I don't know what's more disconcerting: The unnecessary "twelve hours from now" framing device, or the fact that it makes this episode the first one I can think of in four years -- I could well be wrong, it does seem like something they would have done for one of those super-crazy impressionistic Charlie Trout episodes -- that doesn't start with GG yammering over NYC landscapes. Normally when you mess with the established things there's a big reason.

(Maybe it's just that the last act of the season -- which starts an hour from now -- is clearly going to be all about Lily paying for her many crimes? I can see that, actually. And then there's the weird way the episode ends, which bookends it nicely. Retracted.)
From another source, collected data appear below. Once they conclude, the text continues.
use bytes::Bytes;
use reqwest::multipart::{Form, Part};
use serde::de::DeserializeOwned;
use serde::Deserialize;
use url::Url;

use crate::api::handlers::{CreatedResponse, DeletedResponse, ListResponse};
use crate::db::entities::pokemon;
use crate::forms::FileGroup;

#[derive(Debug, thiserror::Error)]
pub enum ClientError {
    #[error("HTTP error: {0}")]
    Http(#[from] reqwest::Error),

    #[error("Invalid URL: {0}")]
    Url(#[from] url::ParseError),

    #[error("Server returned {status}: {message}")]
    Api {
        status: u16,
        message: String,
        missing_fields: Vec<String>,
    },
}

#[derive(Debug, Default, Deserialize)]
struct ApiErrorBody {
    #[serde(default)]
    message: String,
    #[serde(rename = "missingFields", default)]
    missing_fields: Vec<String>,
}

fn api_error(status: u16, text: &str) -> ClientError {
    let body: ApiErrorBody = serde_json::from_str(text).unwrap_or_else(|_| ApiErrorBody {
        message: text.to_string(),
        ..Default::default()
    });
    ClientError::Api {
        status,
        message: body.message,
        missing_fields: body.missing_fields,
    }
}

/// An image picked in a form's file input.
#[derive(Debug, Clone, PartialEq)]
pub struct ImageFile {
    pub file_name: String,
    pub content_type: String,
    pub data: Bytes,
}

#[derive(Debug, Clone, PartialEq)]
pub enum FormPart {
    Text { name: &'static str, value: String },
    File { group: FileGroup, file: ImageFile },
}

fn into_form(parts: Vec<FormPart>) -> Result<Form, ClientError> {
    let mut form = Form::new();
    for part in parts {
        form = match part {
            FormPart::Text { name, value } => form.text(name, value),
            FormPart::File { group, file } => {
                let part = Part::bytes(file.data.to_vec())
                    .file_name(file.file_name)
                    .mime_str(&file.content_type)?;
                form.part(format!("{}[]", group.field_name()), part)
            }
        };
    }
    Ok(form)
}

/// Splits the ", "-separated text typed into the abilities and egg group inputs.
fn split_list(text: &str) -> Vec<String> {
    text.split(',')
        .map(str::trim)
        .filter(|v| !v.is_empty())
        .map(str::to_string)
        .collect()
}

/// Inputs of the create and edit form pages, as typed.
#[derive(Debug, Clone, Default, PartialEq)]
pub struct PokemonDraft {
    pub name: String,
    pub degree: String,
    pub pokemon_type: String,
    pub description: String,
    pub height: String,
    pub weight: String,
    pub male_gender_ratio: String,
    pub female_gender_ratio: String,
    pub abilities: String,
    pub egg_groups: String,
    pub evolution_description: String,
    pub photos: Vec<ImageFile>,
    pub evolution_photos: Vec<ImageFile>,
}

impl PokemonDraft {
    /// Pre-fills the edit form from a stored record. Images stay on the server, so no
    /// files are attached.
    pub fn from_record(record: &pokemon::Model) -> Self {
        Self {
            name: record.name.clone(),
            degree: record.degree.clone(),
            pokemon_type: record.pokemon_type.clone(),
            description: record.description.clone(),
            height: record.height.to_string(),
            weight: record.weight.to_string(),
            male_gender_ratio: record.male_gender_ratio.to_string(),
            female_gender_ratio: record.female_gender_ratio.to_string(),
            abilities: record.abilities.join(", "),
            egg_groups: record.egg_groups.join(", "),
            evolution_description: record.evolution_description.clone(),
            photos: Vec::new(),
            evolution_photos: Vec::new(),
        }
    }

    fn text_fields(&self) -> [(&'static str, &str); 9] {
        [
            ("name", &self.name),
            ("degree", &self.degree),
            ("type", &self.pokemon_type),
            ("description", &self.description),
            ("height", &self.height),
            ("weight", &self.weight),
            ("male_gender_ratio", &self.male_gender_ratio),
            ("female_gender_ratio", &self.female_gender_ratio),
            ("evolution_description", &self.evolution_description),
        ]
    }

    fn file_parts(&self) -> impl Iterator<Item = FormPart> + '_ {
        let photos = self.photos.iter().map(|file| FormPart::File {
            group: FileGroup::Photo,
            file: file.clone(),
        });
        let evolution = self.evolution_photos.iter().map(|file| FormPart::File {
            group: FileGroup::EvolutionPhoto,
            file: file.clone(),
        });
        photos.chain(evolution)
    }

    /// The full create payload. List inputs are sent comma-joined.
    pub fn parts(&self) -> Vec<FormPart> {
        let mut parts: Vec<FormPart> = self
            .text_fields()
            .into_iter()
            .map(|(name, value)| FormPart::Text {
                name,
                value: value.trim().to_string(),
            })
            .collect();
        parts.push(FormPart::Text {
            name: "abilities",
            value: split_list(&self.abilities).join(","),
        });
        parts.push(FormPart::Text {
            name: "egg_groups",
            value: split_list(&self.egg_groups).join(","),
        });
        parts.extend(self.file_parts());
        parts
    }
}

/// Sparse update payload: only the inputs that differ from the stored record.
#[derive(Debug, Clone, Default, PartialEq)]
pub struct PokemonEdit {
    parts: Vec<FormPart>,
}

impl PokemonEdit {
    pub fn between(current: &pokemon::Model, draft: &PokemonDraft) -> Self {
        let mut parts = Vec::new();

        let mut text = |name: &'static str, value: &str, unchanged: bool| {
            let value = value.trim();
            if !value.is_empty() && !unchanged {
                parts.push(FormPart::Text {
                    name,
                    value: value.to_string(),
                });
            }
        };
        let same_number =
            |value: &str, stored: f64| value.trim().parse::<f64>().is_ok_and(|v| v == stored);

        text("name", &draft.name, draft.name.trim() == current.name);
        text("degree", &draft.degree, draft.degree.trim() == current.degree);
        text(
            "type",
            &draft.pokemon_type,
            draft.pokemon_type.trim() == current.pokemon_type,
        );
        text(
            "description",
            &draft.description,
            draft.description.trim() == current.description,
        );
        text("height", &draft.height, same_number(&draft.height, current.height));
        text("weight", &draft.weight, same_number(&draft.weight, current.weight));
        text(
            "male_gender_ratio",
            &draft.male_gender_ratio,
            same_number(&draft.male_gender_ratio, current.male_gender_ratio),
        );
        text(
            "female_gender_ratio",
            &draft.female_gender_ratio,
            same_number(&draft.female_gender_ratio, current.female_gender_ratio),
        );
        text(
            "evolution_description",
            &draft.evolution_description,
            draft.evolution_description.trim() == current.evolution_description,
        );

        for (name, input, stored) in [
            ("abilities", &draft.abilities, &current.abilities),
            ("egg_groups", &draft.egg_groups, &current.egg_groups),
        ] {
            let list = split_list(input);
            if !list.is_empty() && &list != stored {
                parts.push(FormPart::Text {
                    name,
                    value: serde_json::Value::from(list).to_string(),
                });
            }
        }

        parts.extend(draft.file_parts());
        Self { parts }
    }

    pub fn is_empty(&self) -> bool {
        self.parts.is_empty()
    }

    pub fn parts(&self) -> &[FormPart] {
        &self.parts
    }
}

/// Typed client for the `/pokemon` endpoints.
#[derive(Debug, Clone)]
pub struct PokedexClient {
    http: reqwest::Client,
    base: Url,
}

impl PokedexClient {
    pub fn new(base_url: &str) -> Result<Self, ClientError> {
        let mut base = Url::parse(base_url)?;
        if !base.path().ends_with('/') {
            let path = format!("{}/", base.path());
            base.set_path(&path);
        }
        Ok(Self {
            http: reqwest::Client::new(),
            base,
        })
    }

    fn endpoint(&self, path: &str) -> Result<Url, ClientError> {
        Ok(self.base.join(path)?)
    }

    fn list_url(&self, search: Option<&str>, filter: Option<&str>) -> Result<Url, ClientError> {
        let mut url = self.endpoint("pokemon")?;
        let params: Vec<_> = [("search", search), ("filter", filter)]
            .into_iter()
            .filter_map(|(key, value)| Some((key, value?.trim())))
            .filter(|(_, value)| !value.is_empty())
            .collect();
        if !params.is_empty() {
            url.query_pairs_mut().extend_pairs(params);
        }
        Ok(url)
    }

    pub async fn list(
        &self,
        search: Option<&str>,
        filter: Option<&str>,
    ) -> Result<Vec<pokemon::Model>, ClientError> {
        let res = self.http.get(self.list_url(search, filter)?).send().await?;
        let body: ListResponse = decode(res).await?;
        Ok(body.pokemons)
    }

    pub async fn get(&self, id: i32) -> Result<pokemon::Model, ClientError> {
        let res = self
            .http
            .get(self.endpoint(&format!("pokemon/{id}"))?)
            .send()
            .await?;
        decode(res).await
    }

    pub async fn create(&self, draft: &PokemonDraft) -> Result<pokemon::Model, ClientError> {
        let form = into_form(draft.parts())?;
        let res = self
            .http
            .post(self.endpoint("pokemon")?)
            .multipart(form)
            .send()
            .await?;
        let body: CreatedResponse = decode(res).await?;
        tracing::info!(id = body.pokemon.id, "{}", body.message);
        Ok(body.pokemon)
    }

    pub async fn update(&self, id: i32, edit: &PokemonEdit) -> Result<pokemon::Model, ClientError> {
        let form = into_form(edit.parts.clone())?;
        let res = self
            .http
            .put(self.endpoint(&format!("pokemon/{id}"))?)
            .multipart(form)
            .send()
            .await?;
        decode(res).await
    }

    pub async fn delete(&self, id: i32) -> Result<pokemon::Model, ClientError> {
        let res = self
            .http
            .delete(self.endpoint(&format!("pokemon/{id}"))?)
            .send()
            .await?;
        let body: DeletedResponse = decode(res).await?;
        Ok(body.deleted_pokemon)
    }
}

async fn decode<T: DeserializeOwned>(res: reqwest::Response) -> Result<T, ClientError> {
    let status = res.status();
    if status.is_success() {
        return Ok(res.json().await?);
    }
    let text = res.text().await.unwrap_or_default();
    tracing::debug!(status = status.as_u16(), body = %text, "Request rejected");
    Err(api_error(status.as_u16(), &text))
}
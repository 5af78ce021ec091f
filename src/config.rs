use anyhow::Context;
use serde::Deserialize;

#[derive(Debug, Clone, Deserialize)]
pub struct AppConfig {
    pub server: ServerConfig,
    pub database: DatabaseConfig,
    pub s3: S3Config,
}

#[derive(Debug, Clone, Deserialize)]
pub struct ServerConfig {
    pub host: String,
    pub port: u16,
    /// Request body limit for the multipart routes
    pub upload_max_bytes: usize,
}

#[derive(Debug, Clone, Deserialize)]
pub struct DatabaseConfig {
    pub url: String,
}

#[derive(Debug, Clone, Deserialize)]
pub struct S3Config {
    pub region: String,
    pub access_key_id: String,
    pub secret_access_key: String,
    pub bucket: String,
    /// Custom endpoint for S3-compatible services (MinIO, LocalStack)
    pub endpoint: Option<String>,
    /// Base URL under which uploaded objects are publicly reachable
    pub public_url: String,
}

impl AppConfig {
    pub fn from_env() -> anyhow::Result<Self> {
        dotenvy::dotenv().ok();

        let bucket = required("AWS_S3_BUCKET_NAME")?;
        let public_url = std::env::var("AWS_S3_PUBLIC_URL")
            .unwrap_or_else(|_| default_public_url(&bucket));
        url::Url::parse(&public_url)
            .with_context(|| format!("AWS_S3_PUBLIC_URL is not a valid URL: {}", public_url))?;

        Ok(Self {
            server: ServerConfig {
                host: std::env::var("SERVER_HOST").unwrap_or_else(|_| "0.0.0.0".to_string()),
                port: std::env::var("SERVER_PORT")
                    .unwrap_or_else(|_| "3000".to_string())
                    .parse()?,
                upload_max_bytes: std::env::var("UPLOAD_MAX_BYTES")
                    .unwrap_or_else(|_| (25 * 1024 * 1024).to_string())
                    .parse()?,
            },
            database: DatabaseConfig {
                url: required("DATABASE_URL")?,
            },
            s3: S3Config {
                region: required("AWS_REGION")?,
                access_key_id: required("AWS_ACCESS_KEY_ID")?,
                secret_access_key: required("AWS_SECRET_ACCESS_KEY")?,
                bucket,
                endpoint: std::env::var("AWS_S3_ENDPOINT").ok().filter(|e| !e.is_empty()),
                public_url,
            },
        })
    }
}

fn required(name: &str) -> anyhow::Result<String> {
    std::env::var(name).with_context(|| format!("{} must be set", name))
}

/// Virtual-hosted style URL used when no explicit public base is configured
pub fn default_public_url(bucket: &str) -> String {
    format!("https://{}.s3.amazonaws.com", bucket)
}
use sea_orm_migration::prelude::*;

pub struct Migrator;

#[async_trait::async_trait]
impl MigratorTrait for Migrator {
    fn migrations() -> Vec<Box<dyn MigrationTrait>> {
        vec![Box::new(Migration001CreatePokemons)]
    }
}

pub struct Migration001CreatePokemons;

impl MigrationName for Migration001CreatePokemons {
    fn name(&self) -> &str {
        "m001_create_pokemons"
    }
}

#[async_trait::async_trait]
impl MigrationTrait for Migration001CreatePokemons {
    async fn up(&self, manager: &SchemaManager) -> Result<(), DbErr> {
        manager
            .create_table(
                Table::create()
                    .table(Pokemons::Table)
                    .if_not_exists()
                    .col(
                        ColumnDef::new(Pokemons::Id)
                            .integer()
                            .not_null()
                            .auto_increment()
                            .primary_key(),
                    )
                    .col(ColumnDef::new(Pokemons::Name).string_len(255).not_null())
                    .col(ColumnDef::new(Pokemons::Degree).string_len(64).not_null())
                    .col(ColumnDef::new(Pokemons::Type).string_len(64).not_null())
                    .col(ColumnDef::new(Pokemons::Photo).text().not_null())
                    .col(ColumnDef::new(Pokemons::Description).text().not_null())
                    .col(ColumnDef::new(Pokemons::Height).double().not_null())
                    .col(ColumnDef::new(Pokemons::Weight).double().not_null())
                    .col(
                        ColumnDef::new(Pokemons::MaleGenderRatio)
                            .double()
                            .not_null(),
                    )
                    .col(
                        ColumnDef::new(Pokemons::FemaleGenderRatio)
                            .double()
                            .not_null(),
                    )
                    .col(
                        ColumnDef::new(Pokemons::Abilities)
                            .array(ColumnType::Text)
                            .not_null(),
                    )
                    .col(
                        ColumnDef::new(Pokemons::EggGroups)
                            .array(ColumnType::Text)
                            .not_null(),
                    )
                    .col(
                        ColumnDef::new(Pokemons::EvolutionDescription)
                            .text()
                            .not_null(),
                    )
                    .col(
                        ColumnDef::new(Pokemons::EvolutionPhoto)
                            .array(ColumnType::Text)
                            .not_null(),
                    )
                    .to_owned(),
            )
            .await?;

        Ok(())
    }

    async fn down(&self, manager: &SchemaManager) -> Result<(), DbErr> {
        manager
            .drop_table(Table::drop().table(Pokemons::Table).to_owned())
            .await?;
        Ok(())
    }
}

// ========== Table identifiers ==========

#[derive(Iden)]
enum Pokemons {
    Table,
    Id,
    Name,
    Degree,
    Type,
    Photo,
    Description,
    Height,
    Weight,
    MaleGenderRatio,
    FemaleGenderRatio,
    Abilities,
    EggGroups,
    EvolutionDescription,
    EvolutionPhoto,
}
Anyway, it starts with no sound but the steps of Rufus and Lily as they get closer and closer to the ultimate doom of meeting with the ADA to give her statement about how she falsified an affidavit and ruined the life of a tiny bird-man. Then GG is like, "Let's rewind and see how that happened. I hope it has to do with the fate of Bart Bass's legacy!"

In the wake of her firing-slash-quitting, Blair is going on a cleanse. That's good. People with food and body issues should radically alter and restrict their diets whenever they're under stress. Having read about these things in her GOOP reading material, Serena is supportive. Blair's new philosophy is this: "If Chuck and I are meant to be together, then I should trust that. And in the meantime, I want whatever's best for both of us." Also, "B vitamins are excellent for cognitive function."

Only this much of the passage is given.